没有去仔细研究这些文件的内容,直接进入测试阶段,检查训练出来的模型是否能够正常工作。
4 测试模型
由于训练过程没有出现错误,因此理论上可以使用我们自己的模型了:
tokenizer = GPT2Tokenizer.from_pretrained('./mwu')
model = GPT2LMHeadModel.from_pretrained('./mwu')
input_ids = tokenizer.encode(sentence, return_tensors='pt')

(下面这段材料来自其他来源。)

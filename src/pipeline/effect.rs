// SPDX-License-Identifier: GPL-3.0-only

//! Optional per-frame visual effects for the color leg
//!
//! Effects are interchangeable stages selected by configuration. They
//! share the prepare/apply/reset shape of the other stages and draw their
//! outputs from their own pool, so an effect failure drops the tick the
//! same way a mixer failure does.

use serde::{Deserialize, Serialize};
use tracing::debug;

use crate::errors::{PipelineError, PipelineResult};
use crate::frame::{Frame, FrameDescriptor, PixelFormat};
use crate::pipeline::pool::PixelBufferPool;

/// Effect selection, persisted in the configuration
#[derive(Debug, Clone, Copy, Default, PartialEq, Eq, Serialize, Deserialize)]
pub enum EffectKind {
    /// No effect; color frames pass straight to the mixer
    #[default]
    None,
    /// Suppress the green channel for a rosy tint
    Rosy,
}

impl EffectKind {
    /// Instantiate the configured effect, if any
    pub fn build(self) -> Option<Box<dyn FrameEffect + Send>> {
        match self {
            EffectKind::None => None,
            EffectKind::Rosy => Some(Box::new(RosyEffect::new())),
        }
    }
}

/// A prepared, resettable frame transformation
pub trait FrameEffect {
    fn name(&self) -> &'static str;

    fn is_prepared(&self) -> bool;

    /// The color format this effect was prepared with, if any
    fn prepared_descriptor(&self) -> Option<&FrameDescriptor>;

    fn prepare(
        &mut self,
        desc: &FrameDescriptor,
        retained_count_hint: usize,
    ) -> PipelineResult<()>;

    /// Produce a transformed copy of the frame from the effect's pool
    fn apply(&mut self, frame: &Frame) -> PipelineResult<Frame>;

    /// Drop pool state and the prepared format; idempotent
    fn reset(&mut self);
}

impl std::fmt::Debug for dyn FrameEffect + Send {
    fn fmt(&self, f: &mut std::fmt::Formatter<'_>) -> std::fmt::Result {
        write!(f, "FrameEffect({})", self.name())
    }
}

/// Zeroes the green channel of every pixel
#[derive(Debug, Default)]
pub struct RosyEffect {
    desc: Option<FrameDescriptor>,
    pool: PixelBufferPool,
}

impl RosyEffect {
    pub fn new() -> Self {
        Self {
            desc: None,
            pool: PixelBufferPool::new(),
        }
    }
}

impl FrameEffect for RosyEffect {
    fn name(&self) -> &'static str {
        "rosy"
    }

    fn is_prepared(&self) -> bool {
        self.desc.is_some()
    }

    fn prepared_descriptor(&self) -> Option<&FrameDescriptor> {
        self.desc.as_ref()
    }

    fn prepare(
        &mut self,
        desc: &FrameDescriptor,
        retained_count_hint: usize,
    ) -> PipelineResult<()> {
        if desc.format != PixelFormat::Bgra8 {
            return Err(PipelineError::Unsupported(format!(
                "rosy effect requires BGRA input, got {:?}",
                desc.format
            )));
        }
        self.pool.prepare(*desc, retained_count_hint);
        self.desc = Some(*desc);
        debug!(width = desc.width, height = desc.height, "Rosy effect prepared");
        Ok(())
    }

    fn apply(&mut self, frame: &Frame) -> PipelineResult<Frame> {
        let desc = self.desc.ok_or(PipelineError::Unprepared("rosy effect"))?;
        if *frame.descriptor() != desc {
            return Err(PipelineError::Unsupported(format!(
                "frame is {}x{} {:?}, effect prepared for {}x{} {:?}",
                frame.width(),
                frame.height(),
                frame.format(),
                desc.width,
                desc.height,
                desc.format
            )));
        }

        let mut out = self.pool.acquire(frame.timestamp())?;
        let out_data = out.data_mut();
        out_data.copy_from_slice(frame.data());
        for px in out_data.chunks_exact_mut(4) {
            px[1] = 0;
        }
        Ok(out)
    }

    fn reset(&mut self) {
        self.pool.invalidate();
        self.desc = None;
    }
}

在Transformers中,模型的名称就是模型文件的目录名称。接下来进行解码方法设置。使用了top_k和top_p联合取样:
outputs = model.generate(
input_ids,
max_length = 100,
early_stopping=True,
num_return_sequences=2,
top_k=60,
top_p = 0.90,
do_sample=True)
以"rock failure mechanism"作为引导句子进行测试,产生的结果如下:
(1) For the first time, a computational modelling approach has been adopted which simulates brittle fracture in rock mass with the objective of predicting the development of a pre-existing failure surface within a rock slope. The approach is simple but elegant considering the nature and the importance of considering fracture mechanisms in rock slopes, with several distinct modes of failure. The results of the numerical modelling of step-path failure are compared against rock slope scale simulations, highlighting the need for rigorous experimentation to simulate large scale;
(2) rock failure mechanism (Kemeny 2006; Stead et al. 2009). The strength and deformability of rock mass by jointing and jointed rock failure mechanisms are investigated in order to investigate the modelled failure mechanism of rock slopes. Three different failure mechanisms are simulated in different approaches. The main approaches (Stead et al. 2009) are presented in Figures 3.7-3.8. Five jointed rock mass failure mechanisms are assumed: (1) intact rock, (2) stepped;
测试结果成功,生成了非常连贯且有实际意义的句子,这显示我们训练出来的模型可用。
5 结束语
本文在有限的条件下使用GPT2在小的GeotechSet数据集上进行了训练,得出了我们自己的geotech数据模型。今后逐渐加大输入数据,使模型进化得更为完善。